Like Mulder and Scully before us, Miller and I sit at pavement café where we can watch for men in dark glasses and discuss plans for a major gathering of ufologists.
Stellar Cast
To those interested in the unexplained, the speakers who will address the conference on Ufology And The Paranormal at Altrincham Masonic Hall represent a stellar cast.
Nick Redfern's book, Body Snatchers In The Desert, was the "most realistic explanation of Roswell"; Neil Morris will provide the truth of Ant and Dec's Alien Autopsy film; while Paul Kimball will assess the career of Canadian ufological icon Wilbert Smith.
These are the type of men who wear the fact that they have suffered special branch surveillance as a badge of honour.
On the other hand, Miller, 53, a father of four daughters, who lives in Bowdon and publishes the extra terrestrial e-zine, uforeview, is disappointingly down to earth.
"I have been interested in UFOs since my mid-teens, but didn't take an active interest until 10 years ago," says the man so tall he'd terrify ET.
"There is no question that intelligent extra terrestrial life exists," he adds without fear of ridicule. "If you just look at it from a mathematical point of view, there has to be something out there."
Coffee and tea arrive in pots so large they could easily conceal surveillance equipment.
E-Zine
Unfazed, Miller presses on, telling me that he came to publish his own UFO e-zine after providing book reviews for the now-defunct UFO Magazine.
Each edition of uforeview is "read" by 20,000 people, but Miller would still like to see it published on paper.
"Every couple of years there are reports that fewer people are interested in ufology," he says. "It really winds us up when people say there are fewer sightings of UFOs. That's complete and utter rubbish."
Even so, Miller just happens to be pushing tickets at a time when the men in white coats seem to have produced conclusive proof that flying saucers don't exist.
Electricity
A request made via the Freedom Of Information act revealed that scientists working for the Ministry Of Defence on Project Condign had concluded that it was not alien saucers which have been buzzing the British countryside but "plasmas of gas" illuminated by charges of atmospheric electricity.
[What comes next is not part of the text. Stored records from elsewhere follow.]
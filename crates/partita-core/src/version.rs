//! Version identities across the supported package sources.
//!
//! A [`Version`] identifies one concrete release of a package. Registry
//! versions (`Npm`, `Opam`) carry a semantic version and order within their
//! own kind; source versions are exact pins (a commit, a path) and have no
//! ordering at all. Cross-kind comparison is intentionally undefined: the
//! resolver only ever compares versions of the same kind.

use serde::{Deserialize, Serialize};
use std::cmp::Ordering;
use std::fmt;
use std::path::PathBuf;
use url::Url;

/// Prefix used to address opam packages from npm-style manifests.
pub const OPAM_SCOPE: &str = "@opam/";

/// An exact source reference.
#[derive(Debug, Clone, PartialEq, Eq, Hash, Serialize, Deserialize)]
pub enum SourceSpec {
    /// A GitHub repository at an optional commit/tag/branch reference.
    ///
    /// A missing reference is representable (the requirement grammar accepts
    /// it) but not resolvable; discovery rejects it with `UnsupportedSpec`.
    Github {
        /// Repository owner.
        user: String,
        /// Repository name.
        repo: String,
        /// Pinned reference (commit, tag, or branch).
        reference: Option<String>,
    },
    /// A bare git URL. Recognized but not resolvable.
    Git(Url),
    /// A local filesystem path. Resolved by an external collaborator, not here.
    LocalPath(PathBuf),
    /// A remote archive URL. Recognized but not resolvable.
    Archive(Url),
    /// No source at all. Used for synthetic packages (the solver root).
    NoSource,
}

impl fmt::Display for SourceSpec {
    fn fmt(&self, f: &mut fmt::Formatter<'_>) -> fmt::Result {
        match self {
            Self::Github {
                user,
                repo,
                reference: Some(r),
            } => write!(f, "github:{user}/{repo}#{r}"),
            Self::Github {
                user,
                repo,
                reference: None,
            } => write!(f, "github:{user}/{repo}"),
            Self::Git(url) => write!(f, "git:{url}"),
            Self::LocalPath(path) => write!(f, "path:{}", path.display()),
            Self::Archive(url) => write!(f, "archive:{url}"),
            Self::NoSource => write!(f, "no-source"),
        }
    }
}

/// A concrete package version, tagged by its source kind.
#[derive(Debug, Clone, PartialEq, Eq, Hash, Serialize, Deserialize)]
pub enum Version {
    /// An npm registry release.
    Npm(semver::Version),
    /// An opam registry release.
    Opam(semver::Version),
    /// An exact source pin.
    Source(SourceSpec),
}

impl Version {
    /// The semantic version, if this is a registry version.
    #[must_use]
    pub fn semver(&self) -> Option<&semver::Version> {
        match self {
            Self::Npm(v) | Self::Opam(v) => Some(v),
            Self::Source(_) => None,
        }
    }

    /// Whether this version is a source pin rather than a registry release.
    #[must_use]
    pub const fn is_source(&self) -> bool {
        matches!(self, Self::Source(_))
    }
}

impl PartialOrd for Version {
    /// Total order within a source kind only; `None` across kinds.
    fn partial_cmp(&self, other: &Self) -> Option<Ordering> {
        match (self, other) {
            (Self::Npm(a), Self::Npm(b)) | (Self::Opam(a), Self::Opam(b)) => Some(a.cmp(b)),
            (Self::Source(a), Self::Source(b)) if a == b => Some(Ordering::Equal),
            _ => None,
        }
    }
}

impl fmt::Display for Version {
    fn fmt(&self, f: &mut fmt::Formatter<'_>) -> fmt::Result {
        match self {
            Self::Npm(v) | Self::Opam(v) => write!(f, "{v}"),
            Self::Source(spec) => write!(f, "{spec}"),
        }
    }
}

/// Strip the opam scope prefix from an npm-style alias, if present.
///
/// `@opam/lwt` becomes `lwt`; names without the prefix pass through unchanged.
#[must_use]
pub fn opam_name(name: &str) -> &str {
    name.strip_prefix(OPAM_SCOPE).unwrap_or(name)
}

#[cfg(test)]
mod tests {
    use super::*;

    fn sv(s: &str) -> semver::Version {
        semver::Version::parse(s).unwrap()
    }

    #[test]
    fn orders_within_npm_kind() {
        let a = Version::Npm(sv("1.2.3"));
        let b = Version::Npm(sv("1.10.0"));
        assert!(a < b);
    }

    #[test]
    fn no_order_across_kinds() {
        let a = Version::Npm(sv("1.0.0"));
        let b = Version::Opam(sv("1.0.0"));
        assert_eq!(a.partial_cmp(&b), None);
        assert_ne!(a, b);
    }

    #[test]
    fn source_versions_compare_by_equality_only() {
        let pin = Version::Source(SourceSpec::Github {
            user: "fastify".into(),
            repo: "fastify".into(),
            reference: Some("abc123".into()),
        });
        assert_eq!(pin.partial_cmp(&pin), Some(Ordering::Equal));

        let other = Version::Source(SourceSpec::NoSource);
        assert_eq!(pin.partial_cmp(&other), None);
    }

    #[test]
    fn display_round_trip_readable() {
        let v = Version::Source(SourceSpec::Github {
            user: "ocsigen".into(),
            repo: "lwt".into(),
            reference: Some("5.7.0".into()),
        });
        assert_eq!(v.to_string(), "github:ocsigen/lwt#5.7.0");
        assert_eq!(Version::Npm(sv("4.17.0")).to_string(), "4.17.0");
    }

    #[test]
    fn opam_name_strips_scope() {
        assert_eq!(opam_name("@opam/lwt"), "lwt");
        assert_eq!(opam_name("lwt"), "lwt");
    }
}
//! Configuration errors.

use std::path::PathBuf;
use thiserror::Error;

/// Errors raised while loading or validating configuration.
#[derive(Debug, Error)]
pub enum ConfigError {
    /// The configuration file could not be read.
    #[error("cannot read config file {path}: {message}")]
    Io {
        /// File path.
        path: PathBuf,
        /// Underlying message.
        message: String,
    },

    /// The configuration file is not valid JSON.
    #[error("invalid config file {path}: {message}")]
    Parse {
        /// File path.
        path: PathBuf,
        /// Parser message.
        message: String,
    },

    /// A field failed validation.
    #[error("invalid config value for '{key}': {message}")]
    Invalid {
        /// Configuration key.
        key: String,
        /// What went wrong.
        message: String,
    },
}

/// Result type for configuration operations.
pub type Result<T> = std::result::Result<T, ConfigError>;
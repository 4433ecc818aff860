//! Environment variable overrides.

use std::path::PathBuf;

/// Well-known environment variables.
#[derive(Debug, Clone, Copy, PartialEq, Eq, Hash)]
pub enum PartitaEnvVar {
    /// `PARTITA_NPM_REGISTRY` - npm registry base URL.
    NpmRegistry,
    /// `PARTITA_OPAM_REGISTRY` - opam registry base URL.
    OpamRegistry,
    /// `PARTITA_GITHUB_RAW` - raw GitHub manifest host.
    GithubRaw,
    /// `PARTITA_CACHE_DIR` - on-disk cache directory.
    CacheDir,
    /// `PARTITA_SOLVER_TIMEOUT` - solver timeout in seconds.
    SolverTimeout,
    /// `PARTITA_STRATEGY` - candidate ordering strategy.
    Strategy,
    /// `PARTITA_HTTP_RETRIES` - max retry attempts for transient failures.
    HttpRetries,
}

impl PartitaEnvVar {
    /// The environment variable name.
    #[must_use]
    pub const fn as_str(self) -> &'static str {
        match self {
            Self::NpmRegistry => "PARTITA_NPM_REGISTRY",
            Self::OpamRegistry => "PARTITA_OPAM_REGISTRY",
            Self::GithubRaw => "PARTITA_GITHUB_RAW",
            Self::CacheDir => "PARTITA_CACHE_DIR",
            Self::SolverTimeout => "PARTITA_SOLVER_TIMEOUT",
            Self::Strategy => "PARTITA_STRATEGY",
            Self::HttpRetries => "PARTITA_HTTP_RETRIES",
        }
    }

    /// The value from the environment, if set.
    #[must_use]
    pub fn get(self) -> Option<String> {
        std::env::var(self.as_str()).ok()
    }

    /// The value parsed as an unsigned integer.
    #[must_use]
    pub fn as_u64(self) -> Option<u64> {
        self.get().and_then(|v| v.parse().ok())
    }

    /// The value as a path.
    #[must_use]
    pub fn as_path(self) -> Option<PathBuf> {
        self.get().map(PathBuf::from)
    }
}

/// Snapshot of environment overrides.
#[derive(Debug, Clone, Default)]
pub struct EnvOverrides {
    /// npm registry base URL.
    pub npm_registry: Option<String>,
    /// opam registry base URL.
    pub opam_registry: Option<String>,
    /// Raw GitHub manifest host.
    pub github_raw: Option<String>,
    /// On-disk cache directory.
    pub cache_dir: Option<PathBuf>,
    /// Solver timeout in seconds.
    pub solver_timeout: Option<u64>,
    /// Candidate ordering strategy.
    pub strategy: Option<String>,
    /// Max retry attempts for transient failures.
    pub http_retries: Option<u64>,
}

impl EnvOverrides {
    /// Read overrides from the process environment.
    #[must_use]
    pub fn from_env() -> Self {
        Self {
            npm_registry: PartitaEnvVar::NpmRegistry.get(),
            opam_registry: PartitaEnvVar::OpamRegistry.get(),
            github_raw: PartitaEnvVar::GithubRaw.get(),
            cache_dir: PartitaEnvVar::CacheDir.as_path(),
            solver_timeout: PartitaEnvVar::SolverTimeout.as_u64(),
            strategy: PartitaEnvVar::Strategy.get(),
            http_retries: PartitaEnvVar::HttpRetries.as_u64(),
        }
    }
}

#[cfg(test)]
mod tests {
    use super::*;

    #[test]
    fn env_var_names() {
        assert_eq!(PartitaEnvVar::NpmRegistry.as_str(), "PARTITA_NPM_REGISTRY");
        assert_eq!(PartitaEnvVar::SolverTimeout.as_str(), "PARTITA_SOLVER_TIMEOUT");
        assert_eq!(PartitaEnvVar::Strategy.as_str(), "PARTITA_STRATEGY");
    }
}
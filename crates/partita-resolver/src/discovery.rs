//! Candidate version discovery.
//!
//! Turns a requirement into the concrete versions that could satisfy it.
//! Registry formulas produce every matching published version; pinned
//! sources produce exactly one candidate; unresolvable source kinds are
//! rejected here, before the solver ever runs.

use crate::types::{ResolveError, Result};
use partita_core::{Requirement, SourceSpec, Version, VersionSpec, opam_name};
use partita_registry::Registries;
use tracing::debug;

/// How strongly a candidate should be preferred within its package.
#[derive(Debug, Clone, Copy, PartialEq, Eq, PartialOrd, Ord)]
pub enum CandidateRank {
    /// Position in the registry's ascending version list; higher is newer.
    Registry(u32),
    /// An exact pin; there is nothing to rank against.
    Pinned,
}

/// One version that could satisfy a requirement.
#[derive(Debug, Clone, PartialEq)]
pub struct Candidate {
    /// The concrete version.
    pub version: Version,
    /// Preference rank.
    pub rank: CandidateRank,
}

/// Discovers candidates for requirements across all backends.
#[derive(Debug)]
pub struct VersionDiscovery {
    registries: Registries,
}

impl VersionDiscovery {
    /// Create a discovery layer over the given backends.
    #[must_use]
    pub const fn new(registries: Registries) -> Self {
        Self { registries }
    }

    /// All candidates satisfying `requirement`, oldest first.
    ///
    /// An empty result means the package exists but nothing matches; the
    /// solver turns that into an unsatisfiable outcome. An unknown package
    /// or an unresolvable source kind is an error here.
    ///
    /// # Errors
    /// Returns an error if the registry fails, the package is unknown, or
    /// the requirement's source kind cannot be resolved.
    pub async fn candidates(&self, requirement: &Requirement) -> Result<Vec<Candidate>> {
        match &requirement.spec {
            VersionSpec::Npm(formula) => {
                let versions = self
                    .registries
                    .npm
                    .versions(&requirement.name)
                    .await
                    .map_err(|e| ResolveError::registry(requirement, e))?;
                Ok(Self::rank_matching(versions, |v| formula.matches(v), Version::Npm))
            }
            VersionSpec::Opam(formula) => {
                let versions = self
                    .registries
                    .opam
                    .versions(opam_name(&requirement.name))
                    .await
                    .map_err(|e| ResolveError::registry(requirement, e))?;
                Ok(Self::rank_matching(versions, |v| formula.matches(v), Version::Opam))
            }
            VersionSpec::Exact(version) => Ok(vec![Candidate {
                version: version.clone(),
                rank: CandidateRank::Pinned,
            }]),
            VersionSpec::Source(spec) => self.source_candidate(requirement, spec),
        }
    }

    fn source_candidate(
        &self,
        requirement: &Requirement,
        spec: &SourceSpec,
    ) -> Result<Vec<Candidate>> {
        match spec {
            SourceSpec::Github {
                reference: Some(_), ..
            }
            | SourceSpec::LocalPath(_) => Ok(vec![Candidate {
                version: Version::Source(spec.clone()),
                rank: CandidateRank::Pinned,
            }]),
            SourceSpec::Github {
                reference: None, ..
            } => Err(ResolveError::UnsupportedSpec {
                requirement: requirement.to_string(),
                reason: "github sources must pin a commit, tag, or branch".to_string(),
            }),
            SourceSpec::Git(_) | SourceSpec::Archive(_) | SourceSpec::NoSource => {
                Err(ResolveError::UnsupportedSpec {
                    requirement: requirement.to_string(),
                    reason: format!("source kind '{spec}' cannot be resolved"),
                })
            }
        }
    }

    /// Rank matching versions by their position in the full ascending list.
    fn rank_matching(
        versions: Vec<semver::Version>,
        matches: impl Fn(&semver::Version) -> bool,
        wrap: impl Fn(semver::Version) -> Version,
    ) -> Vec<Candidate> {
        let candidates: Vec<Candidate> = versions
            .into_iter()
            .enumerate()
            .filter(|(_, v)| matches(v))
            .map(|(index, v)| Candidate {
                version: wrap(v),
                rank: CandidateRank::Registry(u32::try_from(index).unwrap_or(u32::MAX)),
            })
            .collect();
        debug!(count = candidates.len(), "candidates discovered");
        candidates
    }

    /// Shared access to the underlying backends.
    #[must_use]
    pub const fn registries(&self) -> &Registries {
        &self.registries
    }
}

#[cfg(test)]
mod tests {
    use super::*;
    use partita_core::Package;
    use partita_registry::MemoryRegistry;
    use std::sync::Arc;

    fn npm_pkg(name: &str, version: &str) -> Package {
        Package::new(
            name.to_string(),
            Version::Npm(semver::Version::parse(version).unwrap()),
            vec![],
        )
    }

    fn discovery_with(registry: &Arc<MemoryRegistry>) -> VersionDiscovery {
        VersionDiscovery::new(Registries::in_memory(Arc::clone(registry)))
    }

    #[tokio::test]
    async fn npm_candidates_filter_by_formula_and_keep_registry_rank() {
        let registry = Arc::new(MemoryRegistry::new());
        registry.add_npm(npm_pkg("lodash", "3.0.0"));
        registry.add_npm(npm_pkg("lodash", "4.17.0"));
        registry.add_npm(npm_pkg("lodash", "4.17.1"));

        let discovery = discovery_with(&registry);
        let req = Requirement::parse("lodash", "^4.0.0").unwrap();
        let candidates = discovery.candidates(&req).await.unwrap();

        assert_eq!(candidates.len(), 2);
        assert_eq!(candidates[0].rank, CandidateRank::Registry(1));
        assert_eq!(candidates[1].rank, CandidateRank::Registry(2));
        assert_eq!(candidates[1].version.to_string(), "4.17.1");
    }

    #[tokio::test]
    async fn no_matching_version_yields_empty_not_error() {
        let registry = Arc::new(MemoryRegistry::new());
        registry.add_npm(npm_pkg("bar", "1.0.0"));

        let discovery = discovery_with(&registry);
        let req = Requirement::parse("bar", "^99.0.0").unwrap();
        let candidates = discovery.candidates(&req).await.unwrap();
        assert!(candidates.is_empty());
    }

    #[tokio::test]
    async fn unknown_package_is_an_error() {
        let registry = Arc::new(MemoryRegistry::new());
        let discovery = discovery_with(&registry);
        let req = Requirement::parse("ghost", "^1.0.0").unwrap();
        let err = discovery.candidates(&req).await.unwrap_err();
        assert!(matches!(err, ResolveError::Registry { .. }));
        assert!(err.to_string().contains("ghost@^1.0.0"));
    }

    #[tokio::test]
    async fn pinned_github_is_a_single_candidate() {
        let registry = Arc::new(MemoryRegistry::new());
        let discovery = discovery_with(&registry);
        let req = Requirement::parse("fastify", "github:fastify/fastify#abc123").unwrap();
        let candidates = discovery.candidates(&req).await.unwrap();

        assert_eq!(candidates.len(), 1);
        assert_eq!(candidates[0].rank, CandidateRank::Pinned);
        assert!(candidates[0].version.is_source());
    }

    #[tokio::test]
    async fn refless_github_is_rejected_before_solving() {
        let registry = Arc::new(MemoryRegistry::new());
        let discovery = discovery_with(&registry);
        let req = Requirement::parse("foo", "github:user/repo").unwrap();
        let err = discovery.candidates(&req).await.unwrap_err();
        assert!(matches!(err, ResolveError::UnsupportedSpec { .. }));
    }

    #[tokio::test]
    async fn opam_candidates_use_unscoped_name() {
        let registry = Arc::new(MemoryRegistry::new());
        registry.add_opam(Package::new(
            "@opam/dune".into(),
            Version::Opam(semver::Version::parse("2.9.1").unwrap()),
            vec![],
        ));

        let discovery = discovery_with(&registry);
        let req = Requirement::parse("@opam/dune", "*").unwrap();
        let candidates = discovery.candidates(&req).await.unwrap();
        assert_eq!(candidates.len(), 1);
        assert!(matches!(candidates[0].version, Version::Opam(_)));
    }
}
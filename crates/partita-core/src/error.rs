//! Parse errors for the requirement grammar.

use thiserror::Error;

/// Errors produced while parsing versions, formulas, and requirements.
#[derive(Debug, Clone, Error, PartialEq, Eq)]
pub enum ParseError {
    /// A semantic version string could not be parsed.
    #[error("invalid version '{version}': {message}")]
    InvalidVersion {
        /// The offending version string.
        version: String,
        /// Parser message.
        message: String,
    },

    /// A version formula (or one of its disjuncts) could not be parsed.
    #[error("invalid version formula '{formula}': {message}")]
    InvalidFormula {
        /// The offending formula string.
        formula: String,
        /// Parser message.
        message: String,
    },

    /// A source reference could not be parsed.
    #[error("invalid source reference '{spec}': {message}")]
    InvalidSourceSpec {
        /// The offending source string.
        spec: String,
        /// Parser message.
        message: String,
    },
}
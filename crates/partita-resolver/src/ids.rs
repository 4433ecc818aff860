//! Bidirectional package-version to solver-ID mapping.
//!
//! The external solver works over integers. Every distinct `(name, version)`
//! pair seen during universe construction gets one dense ID, allocated in
//! registration order, with reverse lookup for mapping the solver's answer
//! back.

use partita_core::{AHashMap, PackageKey};

/// Dense, injective map between package keys and solver IDs.
#[derive(Debug, Default)]
pub struct VersionIdMap {
    forward: AHashMap<PackageKey, u32>,
    reverse: Vec<PackageKey>,
}

impl VersionIdMap {
    /// Create an empty map.
    #[must_use]
    pub fn new() -> Self {
        Self::default()
    }

    /// The ID for `key`, allocating the next dense ID on first sight.
    ///
    /// Calling this twice with the same key returns the same ID.
    pub fn id_for(&mut self, key: &PackageKey) -> u32 {
        if let Some(&id) = self.forward.get(key) {
            return id;
        }
        // Allocation order is registration order, so IDs are dense.
        #[allow(clippy::cast_possible_truncation)]
        let id = self.reverse.len() as u32;
        self.forward.insert(key.clone(), id);
        self.reverse.push(key.clone());
        id
    }

    /// The already-allocated ID for `key`, if any.
    #[must_use]
    pub fn get(&self, key: &PackageKey) -> Option<u32> {
        self.forward.get(key).copied()
    }

    /// The package key behind `id`.
    #[must_use]
    pub fn key_for(&self, id: u32) -> Option<&PackageKey> {
        self.reverse.get(id as usize)
    }

    /// Number of allocated IDs.
    #[must_use]
    pub fn len(&self) -> usize {
        self.reverse.len()
    }

    /// Whether no IDs have been allocated.
    #[must_use]
    pub fn is_empty(&self) -> bool {
        self.reverse.is_empty()
    }
}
"I'd say that nothing has yet been fully explained," insists Miller between sips of latte. "The real issue is whether intelligent life extra terrestrial has been here. There is evidence that ET has visited us at some point. It is an old adage in UFO circles that the volume of evidence, if transferred to a criminal case, would be enough to secure a conviction."
Miller believes the British authorities have softened their attitude towards UFO hunters.
But the Americans are different, he says, and particularly since September 11. What do they have to hide?
"I think Orson Welles did the world an enormous disservice when War Of The Worlds was broadcast live on American radio, causing mass panic," adds Miller. "There is a fear that there might be panic if proof of extra terrestrial life was provided." Given that possibility, why are the people who read uforeview committed to proving the existence of other life forms?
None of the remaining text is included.